Social Media Impact on Body Image
Social media isn’t helping our girls’ soccer players. If it were up to me, I’d snag it out of the hands of any adolescent and have strict limits on what apps could be accessed.
I know what females are exposed to, in fact, blasted with, at all hours of the day. It would be tough for me to repeat some of the things I’ve seen and heard about on TikTok. Thankfully, I’m an adult with a brain that is mature, and I can discern what is right and what is downright wrong.
The sad reality is parents don’t have as much control as they once did. It’s the TikToks, the Instagrams, and the Pinterests that are parenting their girls now. Young girls’ frontal lobes, which are used for making judgments, aren’t fully developed yet, so they’re unable to think critically about the content they consume.

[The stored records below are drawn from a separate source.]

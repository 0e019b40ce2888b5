//! Text drawing helpers

use embedded_graphics::mono_font::ascii::{FONT_5X8, FONT_6X10, FONT_10X20};
use embedded_graphics::mono_font::{MonoFont, MonoTextStyle};
use embedded_graphics::pixelcolor::Rgb565;
use embedded_graphics::prelude::*;
use embedded_graphics::text::{Alignment, Baseline, Text, TextStyleBuilder};

/// Font presets used across the dashboard
///
/// - `Small`: 5x8, alert list entries and axis hints
/// - `Medium`: 6x10, captions and stat values
/// - `Large`: 10x20, the timer and donut centre
#[derive(Debug, Clone, Copy, PartialEq)]
pub enum TextSize {
    Small,
    Medium,
    Large,
}

impl TextSize {
    pub fn font(&self) -> &'static MonoFont<'static> {
        match self {
            TextSize::Small => &FONT_5X8,
            TextSize::Medium => &FONT_6X10,
            TextSize::Large => &FONT_10X20,
        }
    }
}

/// Draw `text` with its top edge at `position`
pub fn draw_text<D: DrawTarget<Color = Rgb565>>(
    text: &str,
    position: Point,
    size: TextSize,
    color: Rgb565,
    alignment: Alignment,
    display: &mut D,
) -> Result<(), D::Error> {
    let character_style = MonoTextStyle::new(size.font(), color);
    let text_style = TextStyleBuilder::new()
        .alignment(alignment)
        .baseline(Baseline::Top)
        .build();

    Text::with_text_style(text, position, character_style, text_style).draw(display)?;
    Ok(())
}

/// Draw `text` vertically centred on `position`
pub fn draw_text_centered<D: DrawTarget<Color = Rgb565>>(
    text: &str,
    position: Point,
    size: TextSize,
    color: Rgb565,
    display: &mut D,
) -> Result<(), D::Error> {
    let character_style = MonoTextStyle::new(size.font(), color);
    let text_style = TextStyleBuilder::new()
        .alignment(Alignment::Center)
        .baseline(Baseline::Middle)
        .build();

    Text::with_text_style(text, position, character_style, text_style).draw(display)?;
    Ok(())
}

Of course, we can try to shake girls and exclaim how fake social media is and how it’s not a realistic representation of life, but it’s hard for them to use that type of discernment against repetitive, dangerous messaging. At an age when they’re trying to find their place in the world and get approval from everyone to fit in, influencers on social media can have more influence than parents and coaches.
Say No to Diet Culture
I remember the days when I did bikini fitness shows. In my early 20s, I was naïve and thought it would be a good way to learn discipline in my nutrition. Little did I know how restrictive, exhausting, and isolating the process would be. I said no to food outings with friends because of the temptation to shovel down certain foods. I declined my favorite treats during the holidays. I didn’t enjoy any time with loved ones anymore. I succumbed to diet culture because I was chasing the lowest body fat percentage I had ever reached: less than 10 percent. For a 5’7” woman, this is horrifically low. In fact, most female athletes should not be in the single digits for body fat percentage because they risk losing their periods. This is the extreme leanness we do not want to chase.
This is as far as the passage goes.